While that isn't the name of the server, the length is exact. I've tried the connection with and without the volume information, and with/without the `-I` argument. I'm stumped -- is there anything else I can try to get this file share mounted?
Again, thanks - in advance!

Best!


----------



## zirias@ (May 4, 2020)

FreeBSD's smbfs only supports the deprecated SMBv1, so it is practically useless nowadays. If you only need to access a share from time to time and performance isn't that important, you might be lucky with sysutils/fusefs-smbnetfs (disclaimer: never tried that). The better solution, if possible, is to ask the administrator to provide the share via NFS as well.


----------



## memreflect (May 4, 2020)

Zirias said:


> FreeBSD's smbfs only supports the deprecated SMBv1, so it is practically useless nowadays. If you only need to access a share from time to time and performance isn't that important, you might be lucky with sysutils/fusefs-smbnetfs (disclaimer: never tried that).
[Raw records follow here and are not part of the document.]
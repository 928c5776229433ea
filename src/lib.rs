//! Spartoi - Spartan protocol client and server
//!
//! Core library: the Spartan protocol engine, the HTTP-shaped object model it
//! bridges to, and the server/proxy plumbing that lets an HTTP backend answer
//! Spartan requests.

pub mod config;
pub mod http;
pub mod proxy;
pub mod server;
pub mod spartan;
//! HTTP upstream pool.
//!
//! Tracks the health of every configured upstream and hands them out
//! round-robin, skipping the ones marked down.

use crate::config::BackendConfig;
use std::sync::Arc;
use std::time::Instant;
use tokio::sync::RwLock;

/// Failures in a row before an upstream is taken out of rotation.
const FAILURE_THRESHOLD: u32 = 3;

#[derive(Debug, Clone, Copy, PartialEq, Eq)]
pub enum BackendState {
    Up,
    Down,
}

/// An HTTP upstream.
#[derive(Debug, Clone)]
pub struct Backend {
    /// Upstream URL (e.g. "http://localhost:8080")
    pub url: String,

    /// Optional name for logging
    pub name: Option<String>,

    pub state: BackendState,

    /// Last time a request outcome was recorded
    pub last_check: Option<Instant>,

    pub consecutive_failures: u32,
}

impl Backend {
    pub fn new(config: BackendConfig) -> Self {
        Self {
            url: config.url,
            name: config.name,
            state: BackendState::Up,
            last_check: None,
            consecutive_failures: 0,
        }
    }

    /// Name if configured, URL otherwise.
    pub fn display_name(&self) -> &str {
        self.name.as_deref().unwrap_or(&self.url)
    }

    pub fn mark_failed(&mut self) {
        self.consecutive_failures += 1;
        self.last_check = Some(Instant::now());

        if self.consecutive_failures >= FAILURE_THRESHOLD && self.state == BackendState::Up {
            self.state = BackendState::Down;
            tracing::warn!(
                backend = self.display_name(),
                failures = self.consecutive_failures,
                "Backend marked as down"
            );
        }
    }

    pub fn mark_success(&mut self) {
        self.consecutive_failures = 0;
        self.last_check = Some(Instant::now());

        if self.state == BackendState::Down {
            self.state = BackendState::Up;
            tracing::info!(backend = self.display_name(), "Backend recovered");
        }
    }

    pub fn is_available(&self) -> bool {
        self.state == BackendState::Up
    }
}

#[derive(Debug, Default)]
struct Rotation {
    backends: Vec<Backend>,
    next: usize,
}

/// Round-robin pool of upstreams, shareable across tasks.
#[derive(Debug, Clone, Default)]
pub struct BackendPool {
    inner: Arc<RwLock<Rotation>>,
}

impl BackendPool {
    pub fn new(configs: Vec<BackendConfig>) -> Self {
        let backends = configs.into_iter().map(Backend::new).collect();
        Self {
            inner: Arc::new(RwLock::new(Rotation { backends, next: 0 })),
        }
    }

    /// Next available upstream, or `None` when all are down.
    pub async fn select_backend(&self) -> Option<Backend> {
        let mut rotation = self.inner.write().await;
        let len = rotation.backends.len();

        for offset in 0..len {
            let index = (rotation.next + offset) % len;
            if rotation.backends[index].is_available() {
                rotation.next = (index + 1) % len;
                return Some(rotation.backends[index].clone());
            }
        }

        if len > 0 {
            tracing::error!("No available backends in pool");
        }
        None
    }

    pub async fn mark_backend_failed(&self, backend_url: &str) {
        let mut rotation = self.inner.write().await;
        if let Some(backend) = rotation.backends.iter_mut().find(|b| b.url == backend_url) {
            backend.mark_failed();
        }
    }

    pub async fn mark_backend_success(&self, backend_url: &str) {
        let mut rotation = self.inner.write().await;
        if let Some(backend) = rotation.backends.iter_mut().find(|b| b.url == backend_url) {
            backend.mark_success();
        }
    }

    pub async fn get_backends(&self) -> Vec<Backend> {
        self.inner.read().await.backends.clone()
    }

    pub async fn available_count(&self) -> usize {
        self.inner
            .read()
            .await
            .backends
            .iter()
            .filter(|b| b.is_available())
            .count()
    }
}
/// A row-selection mask aligned with a table's rows.
///
/// Bits are stored little-endian within each `u64` word:
/// - bit 0 is the LSB of word 0
/// - bit 63 is the MSB of word 0
///
/// Unused high bits of the last word are always zero so `count_ones` stays exact after `not`.
#[derive(Clone, Debug, PartialEq, Eq)]
pub struct RowMask {
    words: Vec<u64>,
    len: usize,
    ones: usize,
}

impl RowMask {
    pub fn all_true(len: usize) -> Self {
        if len == 0 {
            return Self::all_false(0);
        }

        let mut words = vec![u64::MAX; word_len(len)];
        let rem = len % 64;
        if rem != 0 {
            if let Some(last) = words.last_mut() {
                *last = (1u64 << rem) - 1;
            }
        }

        Self {
            words,
            len,
            ones: len,
        }
    }

    pub fn all_false(len: usize) -> Self {
        Self {
            words: vec![0u64; word_len(len)],
            len,
            ones: 0,
        }
    }

    /// Build a mask by evaluating `f` for every row index.
    pub fn from_fn(len: usize, mut f: impl FnMut(usize) -> bool) -> Self {
        let mut mask = Self::all_false(len);
        for row in 0..len {
            if f(row) {
                mask.words[row / 64] |= 1u64 << (row % 64);
                mask.ones += 1;
            }
        }
        mask
    }

    pub fn len(&self) -> usize {
        self.len
    }

    pub fn is_empty(&self) -> bool {
        self.len == 0
    }

    pub fn get(&self, row: usize) -> bool {
        debug_assert!(row < self.len, "RowMask index out of bounds");
        ((self.words[row / 64] >> (row % 64)) & 1) == 1
    }

    pub fn set(&mut self, row: usize, value: bool) {
        debug_assert!(row < self.len, "RowMask index out of bounds");
        let word = &mut self.words[row / 64];
        let bit = 1u64 << (row % 64);
        let was_set = (*word & bit) != 0;

        match (was_set, value) {
            (true, false) => {
                *word &= !bit;
                self.ones -= 1;
            }
            (false, true) => {
                *word |= bit;
                self.ones += 1;
            }
            _ => {}
        }
    }

    pub fn count_ones(&self) -> usize {
        self.ones
    }

    pub fn is_all_true(&self) -> bool {
        self.ones == self.len
    }

    pub fn and_inplace(&mut self, other: &RowMask) {
        debug_assert_eq!(self.len, other.len, "RowMask length mismatch");
        let mut ones = 0usize;
        for (w, o) in self.words.iter_mut().zip(other.words.iter()) {
            *w &= *o;
            ones += w.count_ones() as usize;
        }
        self.ones = ones;
    }

    pub fn or_inplace(&mut self, other: &RowMask) {
        debug_assert_eq!(self.len, other.len, "RowMask length mismatch");
        let mut ones = 0usize;
        for (w, o) in self.words.iter_mut().zip(other.words.iter()) {
            *w |= *o;
            ones += w.count_ones() as usize;
        }
        self.ones = ones;
    }

    pub fn not_inplace(&mut self) {
        if self.len == 0 {
            return;
        }

        for w in &mut self.words {
            *w = !*w;
        }

        let rem = self.len % 64;
        if rem != 0 {
            if let Some(last) = self.words.last_mut() {
                *last &= (1u64 << rem) - 1;
            }
        }

        self.ones = self.len - self.ones;
    }

    /// Indices of the selected rows, in ascending order.
    pub fn iter_ones(&self) -> impl Iterator<Item = usize> + '_ {
        self.words.iter().enumerate().flat_map(move |(word_idx, &word)| {
            let mut remaining = word;
            std::iter::from_fn(move || {
                if remaining == 0 {
                    return None;
                }
                let bit = remaining.trailing_zeros() as usize;
                remaining &= remaining - 1;
                Some(word_idx * 64 + bit)
            })
        })
    }
}

fn word_len(bits: usize) -> usize {
    (bits + 63) / 64
}

#[cfg(test)]
mod tests {
    use super::*;

    #[test]
    fn all_true_masks_trailing_bits() {
        let mask = RowMask::all_true(70);
        assert_eq!(mask.count_ones(), 70);
        assert!(mask.is_all_true());
        assert_eq!(mask.iter_ones().count(), 70);
    }

    #[test]
    fn not_keeps_count_exact() {
        let mut mask = RowMask::from_fn(130, |row| row % 3 == 0);
        let selected = mask.count_ones();
        mask.not_inplace();
        assert_eq!(mask.count_ones(), 130 - selected);
        assert!(mask.iter_ones().all(|row| row % 3 != 0 && row < 130));
    }

    #[test]
    fn and_or_combine() {
        let evens = RowMask::from_fn(100, |row| row % 2 == 0);
        let small = RowMask::from_fn(100, |row| row < 10);

        let mut both = evens.clone();
        both.and_inplace(&small);
        assert_eq!(both.iter_ones().collect::<Vec<_>>(), vec![0, 2, 4, 6, 8]);

        let mut either = evens.clone();
        either.or_inplace(&small);
        assert_eq!(either.count_ones(), 55);
    }

    #[test]
    fn set_tracks_ones() {
        let mut mask = RowMask::all_false(3);
        mask.set(1, true);
        mask.set(1, true);
        assert_eq!(mask.count_ones(), 1);
        assert!(mask.get(1));
        mask.set(1, false);
        assert_eq!(mask.count_ones(), 0);
    }

    #[test]
    fn empty_mask() {
        let mut mask = RowMask::all_true(0);
        mask.not_inplace();
        assert!(mask.is_empty());
        assert_eq!(mask.count_ones(), 0);
    }
}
The better solution, if possible, is to ask the administrator to provide the share via NFS as well.


I agree that NFS is probably the better choice since FreeBSD's Samba client facilities are rather lacking.  I'm not surprised as Linux tends to be the one that needs to interoperate with Windows whereas FreeBSD seems perfectly happy as a Samba server and no updated client capabilities.

The only other option currently is to install net/samba410 or net/samba411 and use the various utilities (see samba(8)) to manually browse shares and directories, copy files to and from machines, etc.; it doesn't do mounting, which makes it a bit awkward to use.
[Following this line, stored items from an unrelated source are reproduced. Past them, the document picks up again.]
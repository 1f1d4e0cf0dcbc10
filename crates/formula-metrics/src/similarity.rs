/// Up to `n` candidates whose similarity to `word` is at least `cutoff`, best match first.
///
/// Similarity is `1 - distance / max_len` over Levenshtein edit distance on characters, so `1.0`
/// means identical and `0.0` means nothing in common. Ties keep the candidates' original order.
pub(crate) fn close_matches<'a>(
    word: &str,
    candidates: impl IntoIterator<Item = &'a str>,
    n: usize,
    cutoff: f64,
) -> Vec<String> {
    let mut scored: Vec<(f64, &str)> = candidates
        .into_iter()
        .map(|candidate| (ratio(word, candidate), candidate))
        .filter(|(score, _)| *score >= cutoff)
        .collect();
    scored.sort_by(|a, b| b.0.total_cmp(&a.0));
    scored.into_iter().take(n).map(|(_, c)| c.to_string()).collect()
}

fn ratio(a: &str, b: &str) -> f64 {
    let a: Vec<char> = a.chars().collect();
    let b: Vec<char> = b.chars().collect();
    let longest = a.len().max(b.len());
    if longest == 0 {
        return 1.0;
    }
    1.0 - levenshtein(&a, &b) as f64 / longest as f64
}

fn levenshtein(a: &[char], b: &[char]) -> usize {
    let mut prev: Vec<usize> = (0..=b.len()).collect();
    let mut curr = vec![0usize; b.len() + 1];
    for (i, ca) in a.iter().enumerate() {
        curr[0] = i + 1;
        for (j, cb) in b.iter().enumerate() {
            let substitution = prev[j] + usize::from(ca != cb);
            curr[j + 1] = substitution.min(prev[j + 1] + 1).min(curr[j] + 1);
        }
        std::mem::swap(&mut prev, &mut curr);
    }
    prev[b.len()]
}
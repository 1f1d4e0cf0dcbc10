#![allow(dead_code)]

use formula_metrics::{
    MethodMetadata, MethodOutput, MethodRegistry, Params, Series, Table, Value,
};
use std::collections::BTreeMap;

/// `cat`/`val` rows: (A, 10), (B, 20), (A, 30).
pub fn sample_table() -> Table {
    Table::from_rows(
        vec!["cat", "val"],
        vec![
            vec![Value::from("A"), Value::from(10.0)],
            vec![Value::from("B"), Value::from(20.0)],
            vec![Value::from("A"), Value::from(30.0)],
        ],
    )
    .unwrap()
}

/// Visits by region/site/status, with one blank region.
pub fn visits_table() -> Table {
    let rows = [
        ("north", "s1", "open", 5.0),
        ("north", "s2", "closed", 7.0),
        ("south", "s1", "open", 1.0),
        ("south", "s3", "open", 4.0),
        ("", "s2", "closed", 2.0),
    ];
    Table::from_rows(
        vec!["region", "site", "status", "visits"],
        rows.iter().map(|(region, site, status, visits)| {
            let region = if region.is_empty() {
                Value::Blank
            } else {
                Value::from(*region)
            };
            vec![region, Value::from(*site), Value::from(*status), Value::from(*visits)]
        }),
    )
    .unwrap()
}

fn column_sum(table: &Table, column: &str) -> f64 {
    table
        .column_values(column)
        .map(|values| values.filter_map(Value::as_f64).sum())
        .unwrap_or(0.0)
}

/// Registry with the methods the integration tests share.
pub fn registry() -> MethodRegistry {
    let registry = MethodRegistry::new();

    registry
        .register_fn("count_records", |table, _| Ok(table.row_count().into()))
        .unwrap();

    registry
        .register_fn("sum_values", |table, params: &Params| {
            let column = params.get_str("column").unwrap_or("val");
            Ok(column_sum(table, column).into())
        })
        .unwrap();

    registry
        .register_fn("value_counts", |table, params: &Params| {
            let column = params.require_str("column")?;
            let mut counts: BTreeMap<Value, usize> = BTreeMap::new();
            for value in table
                .column_values(column)
                .ok_or_else(|| format!("no column '{column}'"))?
            {
                *counts.entry(value.clone()).or_default() += 1;
            }
            Ok(Series::named(
                column,
                counts.into_iter().map(|(k, n)| (k, Value::from(n))),
            )
            .into())
        })
        .unwrap();

    registry
        .register(
            "totals_by_cat",
            |table, _| {
                let mut totals: BTreeMap<Value, f64> = BTreeMap::new();
                for row in table.rows() {
                    *totals.entry(row[0].clone()).or_default() += row[1].as_f64().unwrap_or(0.0);
                }
                let out = Table::from_rows(
                    vec!["total", "category"],
                    totals
                        .into_iter()
                        .map(|(cat, total)| vec![Value::from(total), cat]),
                )?;
                Ok(out.into())
            },
            MethodMetadata::value_column("total"),
        )
        .unwrap();

    registry
        .register_fn("wrapped_count", |table, _| {
            Ok(MethodOutput::mapping([(
                "value",
                MethodOutput::from(table.row_count()),
            )]))
        })
        .unwrap();

    registry
        .register_fn("explode", |_, _| Err("method exploded".into()))
        .unwrap();

    registry
}
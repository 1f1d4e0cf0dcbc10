use ordered_float::OrderedFloat;
use serde::{Serialize, Serializer};
use std::cmp::Ordering;
use std::fmt;
use std::sync::Arc;

/// A single cell value, used for table cells, dimension keys and metric payloads.
///
/// Numbers are wrapped in [`OrderedFloat`] so values can be hashed and totally ordered; this is
/// what lets them act as group keys and as keys of the store's dimension index.
#[derive(Clone, Debug, PartialEq, Eq, Hash, Default)]
pub enum Value {
    #[default]
    Blank,
    Boolean(bool),
    Number(OrderedFloat<f64>),
    Text(Arc<str>),
}

impl Value {
    pub fn is_blank(&self) -> bool {
        matches!(self, Value::Blank)
    }

    pub fn as_f64(&self) -> Option<f64> {
        match self {
            Value::Number(n) => Some(n.0),
            _ => None,
        }
    }

    pub fn as_str(&self) -> Option<&str> {
        match self {
            Value::Text(s) => Some(s.as_ref()),
            _ => None,
        }
    }

    pub fn as_bool(&self) -> Option<bool> {
        match self {
            Value::Boolean(b) => Some(*b),
            _ => None,
        }
    }

    /// Convert a scalar JSON value. Arrays and objects have no cell representation.
    pub fn from_json(value: &serde_json::Value) -> Option<Value> {
        match value {
            serde_json::Value::Null => Some(Value::Blank),
            serde_json::Value::Bool(b) => Some(Value::Boolean(*b)),
            serde_json::Value::Number(n) => n.as_f64().map(Value::from),
            serde_json::Value::String(s) => Some(Value::from(s.as_str())),
            serde_json::Value::Array(_) | serde_json::Value::Object(_) => None,
        }
    }

    pub fn to_json(&self) -> serde_json::Value {
        match self {
            Value::Blank => serde_json::Value::Null,
            Value::Boolean(b) => serde_json::Value::Bool(*b),
            Value::Number(n) => number_to_json(n.0),
            Value::Text(s) => serde_json::Value::String(s.to_string()),
        }
    }

    /// Ordering comparison used by the filter operators.
    ///
    /// Only like-typed, non-blank values are comparable; everything else yields `None`.
    pub(crate) fn partial_compare(&self, other: &Value) -> Option<Ordering> {
        match (self, other) {
            (Value::Number(a), Value::Number(b)) => Some(a.cmp(b)),
            (Value::Text(a), Value::Text(b)) => Some(a.as_ref().cmp(b.as_ref())),
            (Value::Boolean(a), Value::Boolean(b)) => Some(a.cmp(b)),
            _ => None,
        }
    }
}

fn number_to_json(n: f64) -> serde_json::Value {
    // Integral values round-trip as JSON integers so counts do not render as `2.0`.
    if n.fract() == 0.0 && n.is_finite() && n.abs() < i64::MAX as f64 {
        return serde_json::Value::from(n as i64);
    }
    serde_json::Number::from_f64(n)
        .map(serde_json::Value::Number)
        .unwrap_or(serde_json::Value::Null)
}

fn rank(value: &Value) -> u8 {
    match value {
        Value::Blank => 0,
        Value::Boolean(_) => 1,
        Value::Number(_) => 2,
        Value::Text(_) => 3,
    }
}

impl Ord for Value {
    fn cmp(&self, other: &Self) -> Ordering {
        match (self, other) {
            (Value::Blank, Value::Blank) => Ordering::Equal,
            (Value::Boolean(a), Value::Boolean(b)) => a.cmp(b),
            (Value::Number(a), Value::Number(b)) => a.cmp(b),
            (Value::Text(a), Value::Text(b)) => a.as_ref().cmp(b.as_ref()),
            _ => rank(self).cmp(&rank(other)),
        }
    }
}

impl PartialOrd for Value {
    fn partial_cmp(&self, other: &Self) -> Option<Ordering> {
        Some(self.cmp(other))
    }
}

impl fmt::Display for Value {
    fn fmt(&self, f: &mut fmt::Formatter<'_>) -> fmt::Result {
        match self {
            Value::Blank => f.write_str(""),
            Value::Boolean(b) => write!(f, "{b}"),
            Value::Number(n) => write!(f, "{}", n.0),
            Value::Text(s) => f.write_str(s),
        }
    }
}

impl Serialize for Value {
    fn serialize<S: Serializer>(&self, serializer: S) -> Result<S::Ok, S::Error> {
        self.to_json().serialize(serializer)
    }
}

impl From<f64> for Value {
    fn from(value: f64) -> Self {
        Value::Number(OrderedFloat(value))
    }
}

impl From<i64> for Value {
    fn from(value: i64) -> Self {
        Value::Number(OrderedFloat(value as f64))
    }
}

impl From<i32> for Value {
    fn from(value: i32) -> Self {
        Value::Number(OrderedFloat(f64::from(value)))
    }
}

impl From<usize> for Value {
    fn from(value: usize) -> Self {
        Value::Number(OrderedFloat(value as f64))
    }
}

impl From<bool> for Value {
    fn from(value: bool) -> Self {
        Value::Boolean(value)
    }
}

impl From<&str> for Value {
    fn from(value: &str) -> Self {
        Value::Text(Arc::from(value))
    }
}

impl From<String> for Value {
    fn from(value: String) -> Self {
        Value::Text(Arc::from(value))
    }
}

impl From<Arc<str>> for Value {
    fn from(value: Arc<str>) -> Self {
        Value::Text(value)
    }
}

impl<T: Into<Value>> From<Option<T>> for Value {
    fn from(value: Option<T>) -> Self {
        value.map(Into::into).unwrap_or(Value::Blank)
    }
}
Another option is the recently revived net/smb4k.  It doesn't address CLI mounting of a Samba share, but it is a decent GUI for accessing Samba shares, and I've had success with it in the past.  That said, it has been years since I've used it, and the fact that it was very recently revived means it may not be available as a binary package yet.  It also pulls in a bunch of KDE libs since it's a KDE application, so if you're building it from ports, expect a long build time unless you already have some KDE stuff installed.


----------